Supposing Kant to be only slightly drunk, his observation of himself will give him enhanced insight, while his observations of others will furnish the rest of his data. The idea of Kant stumbling around the streets of Königsberg has a certain charm – it makes the postulates of pure practical reason seem all the more devoid of imperatives. To Kant the problem is not as trivial as it might seem, since he devotes further pages to investigating the logical structure of human intemperance. In Part 2 of the very serious Metaphysics of Morals, the Doctrine of Virtue, Kant includes a section called ‘On Stupefying Oneself by Excessive Use of Food or Drink’. Here eating and drinking to excess are brought together – both are vices under the heading of a lack of respect for one’s duty to oneself:
Brutish excess in the use of food and drink is misuse of the means of nourishment which restricts or exhausts our capacity to use them intelligently. Drunkenness and gluttony are the vices that come under this heading. A man who is drunk is like a mere animal, not to be treated as a human being. When stuffed with food he is in a condition in which he is incapacitated, for a time, for actions that would require him to use his powers with skill and deliberation.21
Kant likens alcohol to drugs and other substances that are obstacles to wisdom, dignity and self-mastery. Always magnanimous, he continues:
They are seductive because, under their influence, people dream for a while that they are happy and free from care, and even imagine that they are strong; but dejection and weakness follow and, worst of all, they create a need to use the narcotics again and even to increase the amount.22
In this lies the advantage drunkenness has over knowledge . . . Its drawback is that it is insufficiently radical: you have to keep repeating it. Otherwise, if you are to believe Kant, the technique presents several advantages. Gluttony – ‘greediness’, in the translation of Alexis Philonenko – is worse than drunkenness, because ‘it only lulls the senses into a passive condition and, unlike drunkenness, does not even arouse imagination to an active play of representations; so it approaches even more closely the enjoyment of cattle.’23 In his following explanatory note, ‘Casuistical Questions’, Kant ponders whether wine and its powers of conviviality can at least be justified, if not eulogized. The means of intoxication that confine one in isolation and solitary pleasure are radically condemned. Alcohol has some advantages in that it eases social interaction and contributes to the harmonization of human relations. The austere pietist takes over from eudemonistic practice for the final word:
Although a banquet is a formal invitation to excess in both food and drink, there is still something in it that aims at a moral end, beyond mere physical well-being: it brings a number of people together for a long time to converse with one another. And yet the very number of guests (if . . . it exceeds the number of the muses) allows only a little conversation (with those sitting next to one); and so the arrangement is at variance with that end, while the banquet remains a temptation to something immoral, namely intemperance.24
The distinction comes down to moderation, in permitting a use that is not a misuse.

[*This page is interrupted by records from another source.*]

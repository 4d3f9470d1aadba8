use axum::{extract::State, Json};
use std::sync::Arc;

use crate::routes::AppState;

/// Handler listing every known title in index order
pub async fn list(State(state): State<Arc<AppState>>) -> Json<Vec<String>> {
    Json(state.index.titles().map(str::to_string).collect())
}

In practical terms Kant had resolved this problem – after frequenting public bars for his midday meal for many years, he had decided to stop patronizing them in order to avoid the promiscuity of these encounters. After the decision to take his meals at home, he strove to establish a precise protocol that would ensure he never dined alone, a practice he judged to be harmful from a dietetic point of view. An anecdote recounts how Kant, having no one to lunch with, had sent his valet into the street to invite the first passer-by to join him. He usually sent an invitation to his friends on the morning of his proposed lunch, so as not to deprive them of any other possible engagement. The cook prepared the meals the philosopher had ordered the previous evening. R. B. Jachmann writes: ‘Kant was so attentive to his guests that he took careful note of their preferences and had those dishes prepared for them.’25 His household was set up for six people, and he practised Chesterton’s principle: never invite more than nine guests – the number of the Muses – but usually only three or five. The meal would last until four or five in the afternoon. As he got older, Kant discontinued the after-lunch strolls he took to aid his digestion in favour of one or two cups of coffee and the only pipe he allowed himself during the day.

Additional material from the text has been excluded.